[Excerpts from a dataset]
►

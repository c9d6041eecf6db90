/*
 * Copyright 2025 by Ideal Labs, LLC
 *
 * Licensed under the Apache License, Version 2.0 (the "License");
 * you may not use this file except in compliance with the License.
 * You may obtain a copy of the License at
 *
 *     http://www.apache.org/licenses/LICENSE-2.0
 *
 * Unless required by applicable law or agreed to in writing, software
 * distributed under the License is distributed on an "AS IS" BASIS,
 * WITHOUT WARRANTIES OR CONDITIONS OF ANY KIND, either express or implied.
 * See the License for the specific language governing permissions and
 * limitations under the License.
 */

//! Short-lived, hierarchically-derived signatures for email-like messages.
//!
//! A sender signs under a time coordinate (year, month, day, 15-minute
//! chunk) with a key extracted from a Gentry-Silverberg hierarchy; any
//! verifier checks the signature against the master public parameters and
//! the per-coordinate Q-values published in DNS. Once a leaf key expires
//! it can be published without endangering any signature outside its
//! subtree. The [`timeforge`] module adds a deniability layer: an OR-proof
//! that the signer knows either a long-term key or a fresh timestamp
//! credential.

#![warn(
	unused,
	future_incompatible,
	nonstandard_style,
	rust_2018_idioms,
	rust_2021_compatibility
)]
#![deny(unsafe_code)]

pub mod bbs;
pub mod config;
pub mod error;
pub mod group;
pub mod hibs;
pub mod timeforge;
pub mod wire;
pub mod zone;

pub use error::Error;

◄

§ What needs to be done: Copy the lines of the entries above that mention "coordinate".

§ Response below:
//! A sender signs under a time coordinate (year, month, day, 15-minute
//! the per-coordinate Q-values published in DNS. Once a leaf key expires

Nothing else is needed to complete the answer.